— Recorded data —
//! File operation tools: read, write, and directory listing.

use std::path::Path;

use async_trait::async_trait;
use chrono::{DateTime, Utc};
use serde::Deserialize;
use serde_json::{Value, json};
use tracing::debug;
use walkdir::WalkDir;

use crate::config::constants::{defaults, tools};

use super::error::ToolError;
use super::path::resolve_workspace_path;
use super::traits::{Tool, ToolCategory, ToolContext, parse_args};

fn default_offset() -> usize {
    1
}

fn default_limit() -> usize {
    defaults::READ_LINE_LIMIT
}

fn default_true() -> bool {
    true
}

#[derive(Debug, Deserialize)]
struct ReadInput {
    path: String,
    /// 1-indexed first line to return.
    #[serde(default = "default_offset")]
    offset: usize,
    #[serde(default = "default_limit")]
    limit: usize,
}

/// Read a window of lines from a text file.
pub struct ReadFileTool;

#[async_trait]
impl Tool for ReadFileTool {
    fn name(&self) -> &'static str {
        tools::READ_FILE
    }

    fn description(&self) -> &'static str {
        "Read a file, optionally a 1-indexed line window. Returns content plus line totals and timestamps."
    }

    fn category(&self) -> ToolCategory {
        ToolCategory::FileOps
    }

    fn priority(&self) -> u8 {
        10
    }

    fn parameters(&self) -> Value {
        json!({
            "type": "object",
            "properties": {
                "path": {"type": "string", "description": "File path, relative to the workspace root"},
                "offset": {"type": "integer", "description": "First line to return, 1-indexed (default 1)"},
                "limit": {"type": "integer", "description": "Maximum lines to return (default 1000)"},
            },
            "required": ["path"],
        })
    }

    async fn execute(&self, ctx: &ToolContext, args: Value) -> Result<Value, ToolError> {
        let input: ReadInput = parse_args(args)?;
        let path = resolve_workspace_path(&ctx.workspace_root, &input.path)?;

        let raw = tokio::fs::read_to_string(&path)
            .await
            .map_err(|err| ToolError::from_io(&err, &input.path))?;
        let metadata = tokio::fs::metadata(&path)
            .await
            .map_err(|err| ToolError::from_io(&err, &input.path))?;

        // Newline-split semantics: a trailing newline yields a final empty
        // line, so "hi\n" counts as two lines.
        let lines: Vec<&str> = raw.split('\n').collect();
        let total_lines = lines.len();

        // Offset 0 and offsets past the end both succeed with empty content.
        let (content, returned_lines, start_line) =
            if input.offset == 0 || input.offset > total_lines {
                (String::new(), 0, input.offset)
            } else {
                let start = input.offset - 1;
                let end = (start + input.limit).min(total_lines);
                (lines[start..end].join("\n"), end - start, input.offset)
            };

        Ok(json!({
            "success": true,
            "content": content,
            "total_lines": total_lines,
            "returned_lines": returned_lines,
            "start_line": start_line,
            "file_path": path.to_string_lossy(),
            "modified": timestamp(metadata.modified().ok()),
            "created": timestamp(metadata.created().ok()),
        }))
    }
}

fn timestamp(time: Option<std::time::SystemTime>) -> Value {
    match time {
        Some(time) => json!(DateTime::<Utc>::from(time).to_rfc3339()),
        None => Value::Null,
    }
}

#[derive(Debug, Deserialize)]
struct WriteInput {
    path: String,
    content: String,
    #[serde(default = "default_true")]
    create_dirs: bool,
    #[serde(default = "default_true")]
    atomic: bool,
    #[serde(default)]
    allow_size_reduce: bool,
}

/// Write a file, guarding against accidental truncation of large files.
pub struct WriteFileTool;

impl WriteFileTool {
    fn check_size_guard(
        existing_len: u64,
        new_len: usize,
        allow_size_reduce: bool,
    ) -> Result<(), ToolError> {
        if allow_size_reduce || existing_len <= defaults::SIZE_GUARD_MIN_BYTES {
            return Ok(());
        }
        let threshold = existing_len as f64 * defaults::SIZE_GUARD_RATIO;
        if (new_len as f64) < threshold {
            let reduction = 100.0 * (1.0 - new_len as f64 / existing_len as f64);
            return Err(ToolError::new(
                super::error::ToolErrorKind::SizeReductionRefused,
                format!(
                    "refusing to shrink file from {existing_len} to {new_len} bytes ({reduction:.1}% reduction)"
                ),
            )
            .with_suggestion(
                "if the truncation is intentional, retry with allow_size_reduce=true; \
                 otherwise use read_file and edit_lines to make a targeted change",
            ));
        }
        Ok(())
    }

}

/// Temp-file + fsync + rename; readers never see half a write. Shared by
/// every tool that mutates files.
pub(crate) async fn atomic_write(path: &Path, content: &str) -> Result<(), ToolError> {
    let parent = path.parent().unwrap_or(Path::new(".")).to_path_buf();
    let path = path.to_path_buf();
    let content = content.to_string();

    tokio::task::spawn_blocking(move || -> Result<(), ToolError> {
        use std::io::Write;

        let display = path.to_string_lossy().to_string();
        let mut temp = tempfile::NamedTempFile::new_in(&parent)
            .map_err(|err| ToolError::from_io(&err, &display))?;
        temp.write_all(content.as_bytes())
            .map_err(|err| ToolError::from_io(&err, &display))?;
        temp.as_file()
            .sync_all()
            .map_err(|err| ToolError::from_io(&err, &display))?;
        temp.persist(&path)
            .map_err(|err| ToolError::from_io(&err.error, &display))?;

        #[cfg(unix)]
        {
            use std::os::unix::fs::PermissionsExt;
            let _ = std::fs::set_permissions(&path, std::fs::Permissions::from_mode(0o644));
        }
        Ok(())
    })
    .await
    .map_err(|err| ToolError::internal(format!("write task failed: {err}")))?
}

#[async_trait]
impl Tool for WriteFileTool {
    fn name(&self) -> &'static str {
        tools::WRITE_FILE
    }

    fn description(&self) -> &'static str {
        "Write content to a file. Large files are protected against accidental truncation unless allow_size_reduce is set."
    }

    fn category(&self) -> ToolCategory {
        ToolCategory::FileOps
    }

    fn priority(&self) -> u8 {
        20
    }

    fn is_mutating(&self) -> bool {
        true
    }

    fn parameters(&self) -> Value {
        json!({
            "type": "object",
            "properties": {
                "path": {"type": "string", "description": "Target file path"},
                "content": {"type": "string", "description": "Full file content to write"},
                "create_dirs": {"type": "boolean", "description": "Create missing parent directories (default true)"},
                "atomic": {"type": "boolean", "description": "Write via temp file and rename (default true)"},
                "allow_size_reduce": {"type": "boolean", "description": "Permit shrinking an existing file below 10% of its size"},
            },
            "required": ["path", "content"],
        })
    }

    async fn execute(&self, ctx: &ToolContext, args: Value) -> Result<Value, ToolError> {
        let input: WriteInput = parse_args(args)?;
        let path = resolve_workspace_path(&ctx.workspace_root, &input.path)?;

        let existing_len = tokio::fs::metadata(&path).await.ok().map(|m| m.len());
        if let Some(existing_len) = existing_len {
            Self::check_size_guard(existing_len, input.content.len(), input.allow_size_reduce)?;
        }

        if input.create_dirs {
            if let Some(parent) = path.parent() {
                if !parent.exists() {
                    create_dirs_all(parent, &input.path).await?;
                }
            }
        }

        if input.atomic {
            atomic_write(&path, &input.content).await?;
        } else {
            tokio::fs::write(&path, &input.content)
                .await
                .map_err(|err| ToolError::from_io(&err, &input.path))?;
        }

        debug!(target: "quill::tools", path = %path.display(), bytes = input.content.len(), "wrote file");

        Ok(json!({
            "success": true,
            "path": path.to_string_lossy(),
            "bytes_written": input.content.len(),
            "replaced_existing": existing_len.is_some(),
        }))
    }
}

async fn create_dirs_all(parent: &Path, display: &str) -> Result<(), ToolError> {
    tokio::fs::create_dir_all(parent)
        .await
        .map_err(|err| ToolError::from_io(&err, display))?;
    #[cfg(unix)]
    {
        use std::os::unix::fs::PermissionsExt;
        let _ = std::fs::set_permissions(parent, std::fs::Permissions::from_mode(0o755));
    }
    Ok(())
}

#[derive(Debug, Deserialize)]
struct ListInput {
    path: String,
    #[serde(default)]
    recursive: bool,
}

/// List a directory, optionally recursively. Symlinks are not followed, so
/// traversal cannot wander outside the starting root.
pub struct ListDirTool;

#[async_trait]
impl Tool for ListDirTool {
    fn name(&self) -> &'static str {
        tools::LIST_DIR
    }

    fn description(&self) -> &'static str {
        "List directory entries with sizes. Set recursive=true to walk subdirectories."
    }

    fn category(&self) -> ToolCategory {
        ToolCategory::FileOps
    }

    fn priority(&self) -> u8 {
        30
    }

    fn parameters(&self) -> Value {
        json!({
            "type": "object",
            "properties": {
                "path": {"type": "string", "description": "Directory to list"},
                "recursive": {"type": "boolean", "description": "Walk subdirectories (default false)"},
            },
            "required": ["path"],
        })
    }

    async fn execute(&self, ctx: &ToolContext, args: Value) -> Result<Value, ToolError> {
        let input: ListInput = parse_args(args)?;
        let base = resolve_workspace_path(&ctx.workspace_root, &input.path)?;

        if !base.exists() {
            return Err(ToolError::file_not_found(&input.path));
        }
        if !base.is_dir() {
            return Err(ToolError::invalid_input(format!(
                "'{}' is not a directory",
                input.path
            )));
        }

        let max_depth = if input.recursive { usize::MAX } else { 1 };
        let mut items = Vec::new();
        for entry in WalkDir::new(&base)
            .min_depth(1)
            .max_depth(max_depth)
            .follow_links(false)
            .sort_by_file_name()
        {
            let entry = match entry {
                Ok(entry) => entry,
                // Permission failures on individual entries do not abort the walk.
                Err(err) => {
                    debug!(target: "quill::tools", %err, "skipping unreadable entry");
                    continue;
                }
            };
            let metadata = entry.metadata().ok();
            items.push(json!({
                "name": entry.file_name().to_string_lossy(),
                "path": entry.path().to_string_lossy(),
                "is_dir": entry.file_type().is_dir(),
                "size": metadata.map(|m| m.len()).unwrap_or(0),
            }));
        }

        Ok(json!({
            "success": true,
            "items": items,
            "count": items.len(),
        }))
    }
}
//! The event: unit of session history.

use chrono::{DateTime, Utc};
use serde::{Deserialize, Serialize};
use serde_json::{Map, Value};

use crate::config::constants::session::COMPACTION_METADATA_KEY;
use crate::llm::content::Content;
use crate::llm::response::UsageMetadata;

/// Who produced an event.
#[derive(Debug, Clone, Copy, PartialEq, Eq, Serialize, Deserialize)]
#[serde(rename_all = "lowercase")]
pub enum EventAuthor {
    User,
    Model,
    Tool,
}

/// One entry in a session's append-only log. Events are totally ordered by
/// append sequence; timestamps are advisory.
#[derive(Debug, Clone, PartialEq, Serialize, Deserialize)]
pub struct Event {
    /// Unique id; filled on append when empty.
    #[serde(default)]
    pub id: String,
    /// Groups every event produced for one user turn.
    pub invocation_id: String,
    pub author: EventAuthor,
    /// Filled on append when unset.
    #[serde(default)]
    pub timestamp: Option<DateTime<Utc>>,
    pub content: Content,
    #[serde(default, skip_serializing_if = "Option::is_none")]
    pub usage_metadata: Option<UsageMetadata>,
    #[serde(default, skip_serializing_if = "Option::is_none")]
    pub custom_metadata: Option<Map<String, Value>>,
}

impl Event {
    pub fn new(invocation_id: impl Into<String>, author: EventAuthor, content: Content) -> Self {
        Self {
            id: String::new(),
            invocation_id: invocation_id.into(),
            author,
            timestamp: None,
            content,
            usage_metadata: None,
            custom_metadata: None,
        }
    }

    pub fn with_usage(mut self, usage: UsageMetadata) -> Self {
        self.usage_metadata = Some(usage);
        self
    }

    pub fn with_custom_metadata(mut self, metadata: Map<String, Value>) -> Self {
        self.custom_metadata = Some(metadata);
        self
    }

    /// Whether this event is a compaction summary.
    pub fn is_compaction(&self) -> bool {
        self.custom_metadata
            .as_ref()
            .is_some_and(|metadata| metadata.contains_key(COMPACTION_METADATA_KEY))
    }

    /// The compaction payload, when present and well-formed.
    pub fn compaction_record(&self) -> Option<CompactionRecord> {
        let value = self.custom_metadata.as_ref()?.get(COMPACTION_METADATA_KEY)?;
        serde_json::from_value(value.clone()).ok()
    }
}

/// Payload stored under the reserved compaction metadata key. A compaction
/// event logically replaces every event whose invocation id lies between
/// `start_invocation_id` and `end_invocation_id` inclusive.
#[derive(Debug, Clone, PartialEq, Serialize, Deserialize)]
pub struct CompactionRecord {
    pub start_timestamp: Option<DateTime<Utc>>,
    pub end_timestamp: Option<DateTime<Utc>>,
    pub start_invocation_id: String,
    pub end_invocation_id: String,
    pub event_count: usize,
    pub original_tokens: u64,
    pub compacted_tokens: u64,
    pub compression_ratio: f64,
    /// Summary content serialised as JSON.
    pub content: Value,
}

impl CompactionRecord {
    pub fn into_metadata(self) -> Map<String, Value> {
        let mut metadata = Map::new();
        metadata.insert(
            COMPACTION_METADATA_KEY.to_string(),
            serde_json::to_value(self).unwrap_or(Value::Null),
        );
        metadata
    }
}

— Task prompt —
Search the entries for the string "await". Copy every line that has it.

— Written answer —
            .await
            .await
    .await
        let existing_len = tokio::fs::metadata(&path).await.ok().map(|m| m.len());
                    create_dirs_all(parent, &input.path).await?;
            atomic_write(&path, &input.content).await?;
                .await
        .await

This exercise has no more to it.